52) The decentralized application I expect to get the most traction in the near-term is decentralized lotteries.

53) Within the next few years, there will be global, billion-dollar lotteries running on smart contracts.

54) These lotteries will be unstoppable (at the smart contract level), and governments will need to react to these developments. (e.g., by looking to restrict access to the interfaces that interact with the contracts?)

Tokenization of EverythingPunxsutawney Phil

55) With the ICO market dead (more on that later), interest has turned to the tokenization of more traditional assets. (stocks, real estate, etc.)

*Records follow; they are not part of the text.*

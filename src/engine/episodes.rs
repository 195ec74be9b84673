// ── omem Engine: Episode Manager ────────────────────────────────────────────
//
// Session lifecycle: one open episode at a time, rotated after inactivity,
// with per-episode fact counts and an entity-mention histogram. Closed
// episodes land in a small LRU cache; closing can ask the generator for a
// short session summary.

use std::collections::{HashMap, VecDeque};
use std::sync::Arc;

use chrono::Utc;
use log::{info, warn};
use parking_lot::Mutex;
use uuid::Uuid;

use crate::atoms::error::MemoryResult;
use crate::atoms::types::Episode;
use crate::engine::prompts;
use crate::engine::store::{now_ts, parse_ts, FactStore};
use crate::providers::Generator;

struct EpisodeState {
    current: Option<Episode>,
    last_activity: String,
    mentions: HashMap<String, usize>,
    turn_count: usize,
    /// Most recently closed episodes, newest first.
    closed: VecDeque<Episode>,
}

pub struct EpisodeManager {
    store: Arc<FactStore>,
    generator: Option<Arc<dyn Generator>>,
    state: Mutex<EpisodeState>,
    session_timeout_secs: u64,
    cache_capacity: usize,
    track_mentions: bool,
    summary_on_close: bool,
}

impl EpisodeManager {
    pub fn new(
        store: Arc<FactStore>,
        generator: Option<Arc<dyn Generator>>,
        session_timeout_secs: u64,
        cache_capacity: usize,
        track_mentions: bool,
        summary_on_close: bool,
    ) -> Self {
        EpisodeManager {
            store,
            generator,
            state: Mutex::new(EpisodeState {
                current: None,
                last_activity: now_ts(),
                mentions: HashMap::new(),
                turn_count: 0,
                closed: VecDeque::new(),
            }),
            session_timeout_secs,
            cache_capacity,
            track_mentions,
            summary_on_close,
        }
    }

    /// Continue the current episode when the session matches and activity
    /// is recent; otherwise close it and open a fresh row.
    pub async fn start_session(&self, session_id: &str) -> MemoryResult<i64> {
        let reusable = {
            let state = self.state.lock();
            match &state.current {
                Some(ep)
                    if ep.session_id == session_id
                        && !self.inactivity_exceeded(&state.last_activity) =>
                {
                    Some(ep.id)
                }
                _ => None,
            }
        };
        if let Some(id) = reusable {
            return Ok(id);
        }

        self.close_current().await?;
        self.open_episode(session_id)
    }

    /// Episode id the next turn will land in, rotating first when none is
    /// open or inactivity exceeded the timeout. Counters are untouched —
    /// the write path calls this before inserting facts so rows can carry
    /// the episode id, then reports the turn via `on_turn_processed`.
    pub async fn ensure_current(&self) -> MemoryResult<i64> {
        let needs_rotation = {
            let state = self.state.lock();
            state.current.is_none() || self.inactivity_exceeded(&state.last_activity)
        };
        if needs_rotation {
            self.close_current().await?;
            self.open_episode(&format!("auto-{}", Uuid::new_v4()))?;
        }
        Ok(self
            .state
            .lock()
            .current
            .as_ref()
            .map(|e| e.id)
            .expect("episode opened above"))
    }

    /// Record a processed turn. Rotates episodes when none is open or
    /// inactivity exceeded the timeout (auto-generated session id).
    /// Returns the episode id the turn belongs to.
    pub async fn on_turn_processed(
        &self,
        fact_count: usize,
        entity_names: &[String],
    ) -> MemoryResult<i64> {
        let needs_rotation = {
            let state = self.state.lock();
            state.current.is_none() || self.inactivity_exceeded(&state.last_activity)
        };
        if needs_rotation {
            self.close_current().await?;
            self.open_episode(&format!("auto-{}", Uuid::new_v4()))?;
        }

        let episode_snapshot = {
            let mut state = self.state.lock();
            state.last_activity = now_ts();
            state.turn_count += 1;
            if self.track_mentions {
                for name in entity_names {
                    *state.mentions.entry(name.clone()).or_insert(0) += 1;
                }
            }
            let mentions = Self::mention_list(&state.mentions);
            let episode = state.current.as_mut().expect("episode opened above");
            episode.fact_count += fact_count as i64;
            episode.entity_mentions = mentions;
            episode.clone()
        };

        self.store.update_episode(&episode_snapshot)?;
        Ok(episode_snapshot.id)
    }

    /// Episode id the next turn would land in, without bumping counters.
    pub fn current_episode_id(&self) -> Option<i64> {
        self.state.lock().current.as_ref().map(|e| e.id)
    }

    /// Close the current episode: stamp `ended_at`, optionally summarize.
    pub async fn close_current(&self) -> MemoryResult<Option<i64>> {
        let Some(mut episode) = self.state.lock().current.take() else {
            return Ok(None);
        };
        episode.ended_at = Some(now_ts());

        if self.summary_on_close && episode.fact_count > 0 {
            if let Some(generator) = &self.generator {
                let facts = self.store.get_facts_by_episode(episode.id, 200)?;
                let lines: Vec<String> =
                    facts.iter().map(|f| format!("- {}", f.atomic_text)).collect();
                let prompt = prompts::episode_summary(&lines.join("\n"));
                match generator.generate(&prompt).await {
                    Ok(reply) if !reply.trim().is_empty() => {
                        episode.summary = reply.trim().to_string();
                    }
                    Ok(_) => {}
                    Err(e) => warn!("[episodes] Close summary failed: {e}"),
                }
            }
        }

        self.store.update_episode(&episode)?;
        info!(
            "[episodes] Closed episode {} ({} facts)",
            episode.id, episode.fact_count
        );

        let id = episode.id;
        let mut state = self.state.lock();
        state.mentions.clear();
        state.turn_count = 0;
        state.closed.push_front(episode);
        state.closed.truncate(self.cache_capacity);
        Ok(Some(id))
    }

    /// Recently closed episodes, newest first.
    pub fn recent_closed(&self) -> Vec<Episode> {
        self.state.lock().closed.iter().cloned().collect()
    }

    fn open_episode(&self, session_id: &str) -> MemoryResult<i64> {
        let id = self.store.insert_episode(session_id)?;
        let episode = self
            .store
            .get_episode(id)?
            .expect("episode row just inserted");

        let mut state = self.state.lock();
        state.current = Some(episode);
        state.last_activity = now_ts();
        state.mentions.clear();
        state.turn_count = 0;

        info!("[episodes] Opened episode {id} for session {session_id}");
        Ok(id)
    }

    fn inactivity_exceeded(&self, last_activity: &str) -> bool {
        let Some(last) = parse_ts(last_activity) else {
            return true;
        };
        (Utc::now() - last).num_seconds() as u64 > self.session_timeout_secs
    }

    /// Mention histogram flattened to names, most frequent first.
    fn mention_list(mentions: &HashMap<String, usize>) -> Vec<String> {
        let mut pairs: Vec<(&String, &usize)> = mentions.iter().collect();
        pairs.sort_by(|a, b| b.1.cmp(a.1).then(a.0.cmp(b.0)));
        pairs.into_iter().map(|(name, _)| name.clone()).collect()
    }
}

// ═══════════════════════════════════════════════════════════════════════════
// Tests
// ═══════════════════════════════════════════════════════════════════════════
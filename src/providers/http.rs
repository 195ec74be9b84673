// omem Providers — HTTP Embedder & Generator
//
// Calls Ollama or OpenAI-compatible APIs to produce embeddings and text.
// Tries the Ollama-native endpoint first, then falls back to the
// OpenAI-compatible route, so one base URL works against Ollama,
// llama.cpp, vLLM, or any gateway speaking either dialect.

use async_trait::async_trait;
use log::warn;
use reqwest::Client;
use serde_json::{json, Value};
use std::time::Duration;

use crate::atoms::error::{MemoryError, MemoryResult};
use crate::providers::{Embedder, Generator};

/// Per-request timeout for embedding calls.
const EMBED_TIMEOUT: Duration = Duration::from_secs(60);

/// Per-request timeout for generation calls.
const GENERATE_TIMEOUT: Duration = Duration::from_secs(120);

/// Embedding client — Ollama native with OpenAI-compatible fallback.
pub struct HttpEmbedder {
    client: Client,
    base_url: String,
    model: String,
    dimension: usize,
}

impl HttpEmbedder {
    pub fn new(base_url: impl Into<String>, model: impl Into<String>, dimension: usize) -> Self {
        HttpEmbedder {
            client: Client::new(),
            base_url: base_url.into(),
            model: model.into(),
            dimension,
        }
    }

    /// Ollama: POST /api/embed { model, input } → { embeddings: [[f32…]] }
    async fn embed_ollama(&self, text: &str) -> MemoryResult<Vec<f32>> {
        let url = format!("{}/api/embed", self.base_url.trim_end_matches('/'));
        let body = json!({ "model": self.model, "input": text });

        let resp = self
            .client
            .post(&url)
            .json(&body)
            .timeout(EMBED_TIMEOUT)
            .send()
            .await
            .map_err(|e| MemoryError::dependency("embedder", e.to_string()))?;
        if !resp.status().is_success() {
            return Err(MemoryError::dependency(
                "embedder",
                format!("ollama embed: HTTP {}", resp.status()),
            ));
        }

        let v: Value = resp
            .json()
            .await
            .map_err(|e| MemoryError::dependency("embedder", e.to_string()))?;
        let vec = v["embeddings"]
            .as_array()
            .and_then(|arr| arr.first())
            .and_then(|e| e.as_array())
            .map(|arr| arr.iter().filter_map(|x| x.as_f64().map(|f| f as f32)).collect::<Vec<f32>>())
            .ok_or_else(|| MemoryError::dependency("embedder", "ollama embed: no embeddings in reply"))?;
        Ok(vec)
    }

    /// OpenAI-compatible: POST /v1/embeddings { model, input } →
    /// { data: [{ embedding: [f32…] }] }
    async fn embed_openai(&self, text: &str) -> MemoryResult<Vec<f32>> {
        let url = format!("{}/v1/embeddings", self.base_url.trim_end_matches('/'));
        let body = json!({ "model": self.model, "input": text });

        let resp = self
            .client
            .post(&url)
            .json(&body)
            .timeout(EMBED_TIMEOUT)
            .send()
            .await
            .map_err(|e| MemoryError::dependency("embedder", e.to_string()))?;
        if !resp.status().is_success() {
            return Err(MemoryError::dependency(
                "embedder",
                format!("openai embed: HTTP {}", resp.status()),
            ));
        }

        let v: Value = resp
            .json()
            .await
            .map_err(|e| MemoryError::dependency("embedder", e.to_string()))?;
        let vec = v["data"]
            .as_array()
            .and_then(|arr| arr.first())
            .and_then(|d| d["embedding"].as_array())
            .map(|arr| arr.iter().filter_map(|x| x.as_f64().map(|f| f as f32)).collect::<Vec<f32>>())
            .ok_or_else(|| MemoryError::dependency("embedder", "openai embed: no data in reply"))?;
        Ok(vec)
    }
}

#[async_trait]
impl Embedder for HttpEmbedder {
    async fn embed(&self, text: &str) -> MemoryResult<Vec<f32>> {
        let ollama_err = match self.embed_ollama(text).await {
            Ok(vec) => {
                check_dimension(&vec, self.dimension)?;
                return Ok(vec);
            }
            Err(e) => e,
        };

        match self.embed_openai(text).await {
            Ok(vec) => {
                check_dimension(&vec, self.dimension)?;
                Ok(vec)
            }
            Err(openai_err) => Err(MemoryError::dependency(
                "embedder",
                format!("ollama: {ollama_err} | openai: {openai_err}"),
            )),
        }
    }

    fn dimension(&self) -> usize {
        self.dimension
    }
}

fn check_dimension(vec: &[f32], expected: usize) -> MemoryResult<()> {
    if vec.len() != expected {
        warn!(
            "[providers] Embedding dimension mismatch: got {}, expected {expected}",
            vec.len()
        );
        return Err(MemoryError::dependency(
            "embedder",
            format!("dimension mismatch: {} != {expected}", vec.len()),
        ));
    }
    Ok(())
}

/// Generation client — Ollama native with OpenAI-compatible fallback.
pub struct HttpGenerator {
    client: Client,
    base_url: String,
    model: String,
}

impl HttpGenerator {
    pub fn new(base_url: impl Into<String>, model: impl Into<String>) -> Self {
        HttpGenerator {
            client: Client::new(),
            base_url: base_url.into(),
            model: model.into(),
        }
    }

    /// Ollama: POST /api/generate { model, prompt, stream: false } →
    /// { response: "…" }
    async fn generate_ollama(&self, prompt: &str) -> MemoryResult<String> {
        let url = format!("{}/api/generate", self.base_url.trim_end_matches('/'));
        let body = json!({ "model": self.model, "prompt": prompt, "stream": false });

        let resp = self
            .client
            .post(&url)
            .json(&body)
            .timeout(GENERATE_TIMEOUT)
            .send()
            .await
            .map_err(|e| MemoryError::dependency("generator", e.to_string()))?;
        if !resp.status().is_success() {
            return Err(MemoryError::dependency(
                "generator",
                format!("ollama generate: HTTP {}", resp.status()),
            ));
        }

        let v: Value = resp
            .json()
            .await
            .map_err(|e| MemoryError::dependency("generator", e.to_string()))?;
        v["response"]
            .as_str()
            .map(str::to_string)
            .ok_or_else(|| MemoryError::dependency("generator", "ollama generate: no response field"))
    }

    /// OpenAI-compatible: POST /v1/chat/completions →
    /// { choices: [{ message: { content } }] }
    async fn generate_openai(&self, prompt: &str) -> MemoryResult<String> {
        let url = format!("{}/v1/chat/completions", self.base_url.trim_end_matches('/'));
        let body = json!({
            "model": self.model,
            "messages": [{ "role": "user", "content": prompt }],
        });

        let resp = self
            .client
            .post(&url)
            .json(&body)
            .timeout(GENERATE_TIMEOUT)
            .send()
            .await
            .map_err(|e| MemoryError::dependency("generator", e.to_string()))?;
        if !resp.status().is_success() {
            return Err(MemoryError::dependency(
                "generator",
                format!("openai generate: HTTP {}", resp.status()),
            ));
        }

        let v: Value = resp
            .json()
            .await
            .map_err(|e| MemoryError::dependency("generator", e.to_string()))?;
        v["choices"]
            .as_array()
            .and_then(|arr| arr.first())
            .and_then(|c| c["message"]["content"].as_str())
            .map(str::to_string)
            .ok_or_else(|| MemoryError::dependency("generator", "openai generate: no choices in reply"))
    }
}

#[async_trait]
impl Generator for HttpGenerator {
    async fn generate(&self, prompt: &str) -> MemoryResult<String> {
        let ollama_err = match self.generate_ollama(prompt).await {
            Ok(reply) => return Ok(reply),
            Err(e) => e,
        };
        match self.generate_openai(prompt).await {
            Ok(reply) => Ok(reply),
            Err(openai_err) => Err(MemoryError::dependency(
                "generator",
                format!("ollama: {ollama_err} | openai: {openai_err}"),
            )),
        }
    }
}
// Database schema and migrations for the omem store.
// Called once at open time after WAL is enabled.
// Adding a table or column: append an idempotent CREATE TABLE IF NOT EXISTS
// or ALTER TABLE … ADD COLUMN (errors silently swallowed) at the end of
// run_migrations() — never modify existing SQL.

use crate::atoms::error::MemoryResult;
use log::info;
use rusqlite::Connection;

use super::now_ts;

pub(crate) fn run_migrations(conn: &Connection, enable_fts: bool) -> MemoryResult<()> {
    conn.execute_batch(
        "
        CREATE TABLE IF NOT EXISTS omem_facts (
            id INTEGER PRIMARY KEY AUTOINCREMENT,
            text TEXT NOT NULL,
            atomic_text TEXT NOT NULL,
            category TEXT NOT NULL DEFAULT 'other',
            importance REAL NOT NULL DEFAULT 0.5,
            embedding BLOB,
            keywords TEXT NOT NULL DEFAULT '',
            timestamp_anchor TEXT,
            location TEXT,
            entities_json TEXT NOT NULL DEFAULT '[]',
            episode_id INTEGER,
            turn_id TEXT NOT NULL DEFAULT '',
            created_at TEXT NOT NULL,
            last_accessed TEXT,
            access_count INTEGER NOT NULL DEFAULT 0,
            is_obsolete INTEGER NOT NULL DEFAULT 0,
            superseded_by INTEGER
        );

        CREATE INDEX IF NOT EXISTS idx_facts_created
            ON omem_facts(created_at DESC);
        CREATE INDEX IF NOT EXISTS idx_facts_category
            ON omem_facts(category, importance DESC);
        CREATE INDEX IF NOT EXISTS idx_facts_episode
            ON omem_facts(episode_id);
        CREATE INDEX IF NOT EXISTS idx_facts_obsolete
            ON omem_facts(is_obsolete);

        CREATE TABLE IF NOT EXISTS omem_entities (
            id INTEGER PRIMARY KEY AUTOINCREMENT,
            name TEXT NOT NULL,
            normalized_name TEXT NOT NULL UNIQUE,
            entity_type TEXT NOT NULL DEFAULT 'other',
            embedding BLOB,
            fact_ids TEXT NOT NULL DEFAULT '[]',
            mention_count INTEGER NOT NULL DEFAULT 1
        );

        CREATE INDEX IF NOT EXISTS idx_entities_normalized
            ON omem_entities(normalized_name);

        CREATE TABLE IF NOT EXISTS omem_relations (
            id INTEGER PRIMARY KEY AUTOINCREMENT,
            source_entity_id INTEGER NOT NULL,
            target_entity_id INTEGER NOT NULL,
            relation_type TEXT NOT NULL DEFAULT 'related_to',
            fact_id INTEGER,
            confidence REAL NOT NULL DEFAULT 0.5,
            is_obsolete INTEGER NOT NULL DEFAULT 0,
            FOREIGN KEY (source_entity_id) REFERENCES omem_entities(id),
            FOREIGN KEY (target_entity_id) REFERENCES omem_entities(id)
        );

        CREATE INDEX IF NOT EXISTS idx_relations_source
            ON omem_relations(source_entity_id);
        CREATE INDEX IF NOT EXISTS idx_relations_target
            ON omem_relations(target_entity_id);

        CREATE TABLE IF NOT EXISTS omem_episodes (
            id INTEGER PRIMARY KEY AUTOINCREMENT,
            session_id TEXT NOT NULL,
            started_at TEXT NOT NULL,
            ended_at TEXT,
            summary TEXT NOT NULL DEFAULT '',
            fact_count INTEGER NOT NULL DEFAULT 0,
            entity_mentions TEXT NOT NULL DEFAULT '[]'
        );

        CREATE INDEX IF NOT EXISTS idx_episodes_session
            ON omem_episodes(session_id, started_at DESC);

        CREATE TABLE IF NOT EXISTS omem_rolling_summary (
            id INTEGER PRIMARY KEY CHECK (id = 1),
            summary TEXT NOT NULL DEFAULT '',
            embedding BLOB,
            updated_at TEXT NOT NULL,
            source_fact_ids TEXT NOT NULL DEFAULT '[]',
            pending_fact_ids TEXT NOT NULL DEFAULT '[]',
            fact_count INTEGER NOT NULL DEFAULT 0
        );
    ",
    )?;

    // ── Bootstrap: the rolling summary row always exists ─────────────
    conn.execute(
        "INSERT OR IGNORE INTO omem_rolling_summary (id, summary, updated_at)
         VALUES (1, '', ?1)",
        rusqlite::params![now_ts()],
    )?;

    // ── Optional FTS5 index over (keywords, atomic_text) ─────────────
    // Kept in sync manually by the fact CRUD paths; obsolete facts are
    // removed from the index so BM25 never surfaces them.
    if enable_fts {
        let created = conn.execute_batch(
            "CREATE VIRTUAL TABLE IF NOT EXISTS omem_facts_fts USING fts5(
                fact_id UNINDEXED,
                keywords,
                atomic_text
            );",
        );
        if created.is_err() {
            info!("[store] FTS5 unavailable, lexical search falls back to the substring scorer");
        }
    }

    Ok(())
}

/// Whether the FTS virtual table exists in this database.
pub(crate) fn fts_table_exists(conn: &Connection) -> bool {
    conn.prepare("SELECT name FROM sqlite_master WHERE type='table' AND name='omem_facts_fts'")
        .and_then(|mut stmt| stmt.query_row([], |_| Ok(true)))
        .unwrap_or(false)
}
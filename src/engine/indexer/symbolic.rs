// ── Multi-View Indexer: Symbolic View ───────────────────────────────────────
//
// Structured metadata extracted from a fact's text: time expressions,
// locations, proper nouns, numeric/question/negation flags, and a
// specificity score. Heuristic NER only — no ML pipeline.

use once_cell::sync::Lazy;
use regex::Regex;

use crate::atoms::types::SymbolicView;

// ═══════════════════════════════════════════════════════════════════════════
// Patterns
// ═══════════════════════════════════════════════════════════════════════════

static ISO_DATE_RE: Lazy<Regex> =
    Lazy::new(|| Regex::new(r"\b(\d{4})-(\d{2})-(\d{2})\b").expect("iso date regex"));

static MDY_DATE_RE: Lazy<Regex> =
    Lazy::new(|| Regex::new(r"\b\d{1,2}/\d{1,2}/\d{2,4}\b").expect("mdy date regex"));

static WRITTEN_DATE_RE: Lazy<Regex> = Lazy::new(|| {
    Regex::new(
        r"\b(?:January|February|March|April|May|June|July|August|September|October|November|December)\s+\d{1,2}(?:st|nd|rd|th)?(?:,?\s*\d{4})?\b",
    )
    .expect("written date regex")
});

static BARE_YEAR_RE: Lazy<Regex> =
    Lazy::new(|| Regex::new(r"\b(?:19|20)\d{2}\b").expect("bare year regex"));

static PREP_LOCATION_RE: Lazy<Regex> = Lazy::new(|| {
    Regex::new(r"\b(?:in|at|from|to)\s+([A-Z][a-z]+(?:\s+[A-Z][a-z]+)*)").expect("location regex")
});

static PROPER_NOUN_RE: Lazy<Regex> =
    Lazy::new(|| Regex::new(r"\b[A-Z][a-z]+(?:\s+[A-Z][a-z]+)*\b").expect("proper noun regex"));

static NEGATION_RE: Lazy<Regex> = Lazy::new(|| {
    Regex::new(r"(?i)\b(?:not|never|no|don't|doesn't|didn't|won't|can't|isn't|aren't|wasn't|weren't)\b")
        .expect("negation regex")
});

/// Known countries and US states recognized as locations even without a
/// preposition. Deliberately small — the preposition pattern carries most
/// of the weight.
const KNOWN_PLACES: &[&str] = &[
    "usa", "united states", "canada", "mexico", "brazil", "england", "france",
    "germany", "spain", "italy", "portugal", "netherlands", "sweden", "norway",
    "poland", "ukraine", "russia", "china", "japan", "korea", "india", "australia",
    "california", "texas", "florida", "new york", "washington", "oregon",
    "colorado", "illinois", "massachusetts", "georgia", "virginia", "arizona",
];

/// Words that start sentences but never name anything.
const LEADING_STOP_WORDS: &[&str] = &[
    "the", "a", "an", "i", "he", "she", "it", "we", "they", "my", "his", "her",
    "our", "their", "this", "that", "what", "who", "when", "where", "why", "how",
    "yesterday", "today", "tomorrow", "monday", "tuesday", "wednesday", "thursday",
    "friday", "saturday", "sunday", "january", "february", "march", "april", "may",
    "june", "july", "august", "september", "october", "november", "december",
];

// ═══════════════════════════════════════════════════════════════════════════
// Extraction
// ═══════════════════════════════════════════════════════════════════════════

/// Build the symbolic view for one fact.
pub fn extract(text: &str) -> SymbolicView {
    let mut view = SymbolicView::default();

    // ── Time expressions ─────────────────────────────────────────────
    for re in [&*ISO_DATE_RE, &*MDY_DATE_RE, &*WRITTEN_DATE_RE] {
        for m in re.find_iter(text) {
            push_unique(&mut view.time_expressions, m.as_str());
        }
    }
    // Bare years only when no richer expression already covers them.
    if view.time_expressions.is_empty() {
        for m in BARE_YEAR_RE.find_iter(text) {
            push_unique(&mut view.time_expressions, m.as_str());
        }
    }

    // First ISO date becomes the timestamp anchor.
    if let Some(caps) = ISO_DATE_RE.captures(text) {
        view.timestamp_anchor = Some(format!(
            "{}-{}-{}T00:00:00Z",
            &caps[1], &caps[2], &caps[3]
        ));
    }

    // ── Locations ────────────────────────────────────────────────────
    for caps in PREP_LOCATION_RE.captures_iter(text) {
        let place = caps[1].trim();
        if !LEADING_STOP_WORDS.contains(&place.to_lowercase().as_str()) {
            push_unique(&mut view.locations, place);
        }
    }
    let lower = text.to_lowercase();
    for place in KNOWN_PLACES {
        if contains_word(&lower, place) {
            push_unique(&mut view.locations, &title_case(place));
        }
    }

    // ── Proper nouns ─────────────────────────────────────────────────
    // Single-word runs are person candidates, multi-word runs organization
    // candidates. Location matches are not double-counted.
    for m in PROPER_NOUN_RE.find_iter(text) {
        let run = m.as_str().trim();
        if m.start() == 0 || LEADING_STOP_WORDS.contains(&run.to_lowercase().as_str()) {
            continue;
        }
        if view.locations.iter().any(|l| l.eq_ignore_ascii_case(run)) {
            continue;
        }
        if run.contains(' ') {
            push_unique(&mut view.organizations, run);
        } else {
            push_unique(&mut view.persons, run);
        }
    }

    // ── Flags ────────────────────────────────────────────────────────
    view.has_numbers = text.chars().any(|c| c.is_ascii_digit());
    view.is_question = text.trim_end().ends_with('?');
    view.has_negation = NEGATION_RE.is_match(text);

    // ── Specificity ──────────────────────────────────────────────────
    let word_count = text.split_whitespace().count();
    let mut specificity = 0.5f32;
    if !view.time_expressions.is_empty() {
        specificity += 0.1;
    }
    if view.timestamp_anchor.is_some() {
        specificity += 0.1;
    }
    if !view.locations.is_empty() {
        specificity += 0.1;
    }
    if !view.persons.is_empty() || !view.organizations.is_empty() {
        specificity += 0.1;
    }
    if view.has_numbers {
        specificity += 0.05;
    }
    if word_count < 5 {
        specificity -= 0.1;
    }
    if word_count > 15 {
        specificity += 0.05;
    }
    view.specificity = specificity.clamp(0.0, 1.0);

    view
}

fn push_unique(list: &mut Vec<String>, value: &str) {
    if !list.iter().any(|v| v.eq_ignore_ascii_case(value)) {
        list.push(value.to_string());
    }
}

fn contains_word(haystack: &str, needle: &str) -> bool {
    let mut start = 0;
    while let Some(pos) = haystack[start..].find(needle) {
        let abs = start + pos;
        let before_ok = abs == 0 || !haystack.as_bytes()[abs - 1].is_ascii_alphanumeric();
        let end = abs + needle.len();
        let after_ok = end >= haystack.len() || !haystack.as_bytes()[end].is_ascii_alphanumeric();
        if before_ok && after_ok {
            return true;
        }
        start = abs + 1;
    }
    false
}

fn title_case(s: &str) -> String {
    s.split_whitespace()
        .map(|w| {
            let mut chars = w.chars();
            match chars.next() {
                Some(first) => first.to_uppercase().collect::<String>() + chars.as_str(),
                None => String::new(),
            }
        })
        .collect::<Vec<_>>()
        .join(" ")
}

#[cfg(test)]
mod tests {
    use super::*;

    #[test]
    fn iso_date_becomes_anchor() {
        let view = extract("I started the job on 2024-03-01 in Berlin");
        assert_eq!(view.time_expressions, vec!["2024-03-01"]);
        assert_eq!(view.timestamp_anchor.as_deref(), Some("2024-03-01T00:00:00Z"));
    }

    #[test]
    fn written_dates_and_bare_years() {
        let view = extract("We met on June 14, 2019");
        assert!(view.time_expressions.iter().any(|t| t.starts_with("June 14")));

        let bare = extract("That happened back in 2015");
        assert_eq!(bare.time_expressions, vec!["2015"]);
        assert!(bare.timestamp_anchor.is_none());
    }

    #[test]
    fn preposition_locations_found() {
        let view = extract("She moved to Lisbon last spring");
        assert!(view.locations.iter().any(|l| l == "Lisbon"));
    }

    #[test]
    fn known_places_found_without_preposition() {
        let view = extract("California weather beats everything");
        assert!(view.locations.iter().any(|l| l == "California"));
    }

    #[test]
    fn proper_noun_classification() {
        let view = extract("I talked with Alice about Acme Systems yesterday");
        assert!(view.persons.iter().any(|p| p == "Alice"));
        assert!(view.organizations.iter().any(|o| o == "Acme Systems"));
    }

    #[test]
    fn flags_detected() {
        let view = extract("Didn't I order 3 coffees?");
        assert!(view.has_numbers);
        assert!(view.is_question);
        assert!(view.has_negation);
    }

    #[test]
    fn specificity_rises_with_detail() {
        let vague = extract("I like tea");
        let detailed =
            extract("On 2024-03-01 Alice and I visited the Acme Systems office in Berlin with 4 colleagues");
        assert!(detailed.specificity > vague.specificity);
        assert!(vague.specificity <= 0.5);
        assert!((0.0..=1.0).contains(&detailed.specificity));
    }

    #[test]
    fn short_text_penalized() {
        let view = extract("Tea time");
        assert!(view.specificity < 0.5);
    }
}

  • It’s actually more accurate to say interest has turned back to this…remember Colored Coins?

56) The general pitch for tokenization of everything is that it allows smaller portions of assets to be traded (e.g., a fraction of a property), provides greater liquidity for these assets, and enables the democratization of finance by allowing individuals to invest in more assets.

57) To assess these claims, we need to look at what DCL’s are actually enabling that was not previously possible by keeping ownership records on a central database.

  • Dividing assets into smaller portions? — Could definitely do this on a database.
  • Providing greater liquidity? — Unclear how changing how the ownership records are kept increases liquidity. The liquidity issues for these assets stem from that facts that there are a very limited number of buyers and sellers for small portions of real estate, tiny companies, etc., and that these markets are not attractive markets for institutional traders and market makers due to low natural volumes, and difficulty intrinsically pricing the assets.
  • Democratizing access? — Non-tokenized crowdfunding platforms can provide access to these types of assets without a token.

58) For most assets, it does not seem that tokenization is an inherently better way to track ownership records (vs. a centralized database).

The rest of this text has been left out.